Expanding Threat: Play Ransomware Now Targets Linux-Based ESXi

Trend Micro has identified a new variant of the Play (Balloonfly, PlayCrypt) ransomware, now targeting VMware ESXi. The emergence of a Linux version indicates the group’s expanded attack surface, increasing potential victims and enhancing the likelihood of successful ransom negotiations.

First detected in June 2022, Play ransomware is notorious for its double extortion tactics. It encrypts systems after exfiltrating sensitive data, demanding a ransom for the decryption key. By October 2023, approximately 300 organizations had fallen victim to Play.

According to Trend Micro, in the first seven months of 2024, the majority of Play’s victims were in the United States, followed by Canada, Germany, the United Kingdom, and the Netherlands. The affected sectors include manufacturing, professional services, construction, IT, retail, financial services, transportation, media, legal services, and real estate.

The analysis of the new Linux version of Play is based on an RAR file hosted at an IP address (108.61.142[.]190). The archive contains other tools previously used in attacks, such as PsExec, NetScan, WinSCP, WinRAR, and the Coroxy backdoor.

Although no infections have been reported yet, the C2 server hosts the common tools Play employs in its attacks. This suggests that the Linux version may utilize similar tactics, techniques, and procedures (TTPs).

Upon execution, the ransomware operates within the ESXi environment, proceeding to encrypt virtual machine files, including disks, configuration files, and metadata, appending the extension “.PLAY”. A ransom note is then placed in the root directory.

Further analysis suggests that the Play group likely leverages services and infrastructure provided by Prolific Puma, which offers illegal link-shortening services to other cybercriminals to evade detection when distributing malware.

Notably, the use of a Registered Domain Generation Algorithm (RDGA) to create new domain names is becoming more prevalent among various threat actors, including VexTrio Viper and Revolver Rabbit, for phishing, spamming, and malware distribution.

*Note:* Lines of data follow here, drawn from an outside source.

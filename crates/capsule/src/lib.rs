//! Capsule - opaque child programs for Elm-architecture applications
//!
//! A parent application often wants to hold many unrelated child programs
//! (a list of pages, a map of routes) without its own model and message types
//! growing a parameter for every child. This crate erases each child's model
//! and message types behind an opaque handle:
//!
//! | Handle | Message | Extra |
//! |--------|---------|-------|
//! | [`Page`] | [`PageMsg`] | none |
//! | [`Emitter<P>`] | [`EmitterMsg<P>`] | routes selected child messages to the parent as `P` |
//!
//! # Staleness
//!
//! Each [`Constructor::init`] call mints a new [`Generation`]. A handle only
//! applies messages of its own generation; anything else comes back as the
//! unchanged handle with [`Cmd::none`]. This absorbs late timer and task
//! replies addressed to a child that has since been re-initialised in the same
//! slot. Tokens are compared by equality, so out-of-order arrival between
//! sibling instances is rejected as well.
//!
//! # Example
//!
//! ```
//! use capsule::{Page, PageMsg};
//! use capsule_core::{Cmd, Html};
//!
//! #[derive(Clone)]
//! enum Counter {
//!     Increment,
//! }
//!
//! let counter = Page::sandbox(
//!     0,
//!     |Counter::Increment, count: i32| count + 1,
//!     |count| {
//!         Html::element("button")
//!             .id("inc")
//!             .on_click(Counter::Increment)
//!             .child(Html::text(count.to_string()))
//!             .into()
//!     },
//! );
//!
//! // The parent only ever sees `Page` and `PageMsg`.
//! let (mut page, _cmd): (Page, Cmd<PageMsg>) = counter.init(());
//! for _ in 0..3 {
//!     let msg = page.view(|msg| msg).trigger("inc", "click", "").unwrap();
//!     page = page.update(msg).0;
//! }
//! assert_eq!(page.view(|msg| msg).text_content(), "3");
//! ```

#![forbid(unsafe_code)]

mod constructor;
mod emitter;
mod lineage;
mod page;

pub use constructor::Constructor;
pub use emitter::{Emitter, EmitterInit, EmitterMsg, EmitterStep};
pub use page::{Page, PageInit, PageMsg};

// Re-export the host contracts handles are built from
pub use capsule_core::{Cmd, Generation, Html, Program, Sub};
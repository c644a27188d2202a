//! Capsule Demo - a scripted single-page application
//!
//! A shell with three routes built from independently written child
//! programs. The counter and clock are [`capsule::Page`]s held in one map;
//! the signup form is a [`capsule::Emitter`] that reports registered users
//! back to the shell. The binary drives the shell through a
//! [`script::Session`] and prints the rendered markup after every step.

#![forbid(unsafe_code)]

pub mod error;
pub mod pages;
pub mod script;
pub mod shell;

pub use error::ScriptError;
pub use script::{Session, Step, DEFAULT_SCRIPT};
pub use shell::{Route, Shell, ShellMsg};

For instance, Revolver Rabbit has registered over 500,000 domains in the “.bond” zone, amounting to approximately 1 million dollars, utilizing these domains as both active and decoy C2 servers for the XLoader (FormBook) stealer. A typical RDGA pattern used by Revolver Rabbit includes one or more dictionary words followed by a five-digit number, with each word or number separated by a hyphen. These domains are easily readable and often focus on specific themes or regions, such as “ai-courses-17621[.]bond”.

RDGA is harder to detect and defend against compared to traditional DGA, as RDGA enables the generation of numerous domain names for registration and use in infrastructure, either immediately or gradually.

In RDGA, the algorithm is a closely guarded secret known only to the attacker, who registers all the domain names. In traditional DGA, the algorithm is embedded in the malware itself and can be discovered, with most domain names remaining unregistered. While DGA is used exclusively for connecting to malware controllers, RDGA is employed for a wide range of malicious activities.

Recent data indicates potential collaboration between the two cybercriminal groups, suggesting that Play operators are taking steps to circumvent security protocols with the help of Prolific Puma’s services. ESXi environments are highly valuable targets for ransomware attacks due to their critical role in business operations. The ability to encrypt multiple virtual machines simultaneously and the high value of the data they store make them particularly attractive to cybercriminals.